Material shown:

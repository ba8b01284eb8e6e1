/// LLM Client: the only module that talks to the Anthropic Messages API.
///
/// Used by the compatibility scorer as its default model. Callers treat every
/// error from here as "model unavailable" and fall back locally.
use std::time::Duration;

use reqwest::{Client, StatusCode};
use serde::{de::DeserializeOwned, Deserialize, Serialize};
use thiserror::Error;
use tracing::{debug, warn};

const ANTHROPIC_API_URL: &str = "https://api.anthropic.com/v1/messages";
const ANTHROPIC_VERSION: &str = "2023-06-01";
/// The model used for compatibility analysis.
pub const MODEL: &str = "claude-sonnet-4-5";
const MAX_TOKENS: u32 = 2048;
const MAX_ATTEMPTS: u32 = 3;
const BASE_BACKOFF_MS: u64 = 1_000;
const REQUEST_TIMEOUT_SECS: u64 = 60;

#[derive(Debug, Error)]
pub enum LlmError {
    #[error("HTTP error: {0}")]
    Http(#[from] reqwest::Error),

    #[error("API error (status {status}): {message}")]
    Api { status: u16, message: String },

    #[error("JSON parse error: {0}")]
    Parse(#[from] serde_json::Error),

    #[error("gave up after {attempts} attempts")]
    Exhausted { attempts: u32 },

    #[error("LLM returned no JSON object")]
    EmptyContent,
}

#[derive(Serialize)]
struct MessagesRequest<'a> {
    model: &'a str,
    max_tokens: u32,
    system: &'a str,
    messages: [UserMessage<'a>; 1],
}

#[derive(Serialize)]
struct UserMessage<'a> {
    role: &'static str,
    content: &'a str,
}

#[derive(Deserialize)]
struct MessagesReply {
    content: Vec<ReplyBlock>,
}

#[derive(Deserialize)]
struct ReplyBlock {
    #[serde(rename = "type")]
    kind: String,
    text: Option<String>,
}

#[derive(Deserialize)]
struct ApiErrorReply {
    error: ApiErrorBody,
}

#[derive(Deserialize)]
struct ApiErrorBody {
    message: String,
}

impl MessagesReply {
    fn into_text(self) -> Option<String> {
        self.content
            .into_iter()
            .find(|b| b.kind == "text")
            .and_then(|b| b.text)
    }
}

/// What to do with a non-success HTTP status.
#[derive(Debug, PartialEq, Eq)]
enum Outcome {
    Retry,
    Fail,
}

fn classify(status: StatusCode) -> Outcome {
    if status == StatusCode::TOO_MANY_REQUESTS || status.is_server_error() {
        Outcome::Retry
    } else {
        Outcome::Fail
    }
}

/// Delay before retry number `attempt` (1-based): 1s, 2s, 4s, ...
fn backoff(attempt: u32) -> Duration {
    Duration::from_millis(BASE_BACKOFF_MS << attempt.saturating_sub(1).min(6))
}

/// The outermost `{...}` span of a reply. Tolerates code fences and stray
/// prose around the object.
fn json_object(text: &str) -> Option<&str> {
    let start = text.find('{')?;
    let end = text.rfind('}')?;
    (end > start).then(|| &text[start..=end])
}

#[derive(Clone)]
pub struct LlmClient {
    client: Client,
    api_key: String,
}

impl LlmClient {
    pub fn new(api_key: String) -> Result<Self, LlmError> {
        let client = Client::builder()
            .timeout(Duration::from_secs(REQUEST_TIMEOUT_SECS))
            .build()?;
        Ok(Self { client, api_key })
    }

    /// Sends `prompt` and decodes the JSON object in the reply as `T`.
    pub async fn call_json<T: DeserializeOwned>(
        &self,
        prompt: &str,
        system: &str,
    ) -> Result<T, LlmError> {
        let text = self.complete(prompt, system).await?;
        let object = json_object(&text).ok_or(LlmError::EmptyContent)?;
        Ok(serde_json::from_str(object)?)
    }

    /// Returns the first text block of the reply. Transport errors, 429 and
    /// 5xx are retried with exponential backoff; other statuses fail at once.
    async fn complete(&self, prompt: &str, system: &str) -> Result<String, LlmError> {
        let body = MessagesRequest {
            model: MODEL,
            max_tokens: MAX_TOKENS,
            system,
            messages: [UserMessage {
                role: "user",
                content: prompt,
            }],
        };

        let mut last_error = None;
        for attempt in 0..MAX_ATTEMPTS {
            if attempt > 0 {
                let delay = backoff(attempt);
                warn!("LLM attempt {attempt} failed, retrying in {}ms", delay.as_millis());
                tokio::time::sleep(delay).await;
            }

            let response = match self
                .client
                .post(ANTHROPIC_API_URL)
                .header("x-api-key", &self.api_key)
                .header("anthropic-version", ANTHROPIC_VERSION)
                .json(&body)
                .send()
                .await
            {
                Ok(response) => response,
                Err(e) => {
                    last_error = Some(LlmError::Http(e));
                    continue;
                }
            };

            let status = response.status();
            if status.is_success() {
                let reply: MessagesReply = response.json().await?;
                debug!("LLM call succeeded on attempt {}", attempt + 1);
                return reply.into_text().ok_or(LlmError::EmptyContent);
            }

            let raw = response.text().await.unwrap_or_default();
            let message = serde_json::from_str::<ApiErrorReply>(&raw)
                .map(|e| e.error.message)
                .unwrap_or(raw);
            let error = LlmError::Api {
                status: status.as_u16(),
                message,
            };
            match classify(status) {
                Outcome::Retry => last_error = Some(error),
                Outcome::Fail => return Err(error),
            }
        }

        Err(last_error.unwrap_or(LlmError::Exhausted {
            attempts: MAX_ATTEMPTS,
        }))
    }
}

What you need to do:
Show each line in the listing above that has "prompt".

Output of the exercise:
    /// Sends `prompt` and decodes the JSON object in the reply as `T`.
        prompt: &str,
        let text = self.complete(prompt, system).await?;
    async fn complete(&self, prompt: &str, system: &str) -> Result<String, LlmError> {
                content: prompt,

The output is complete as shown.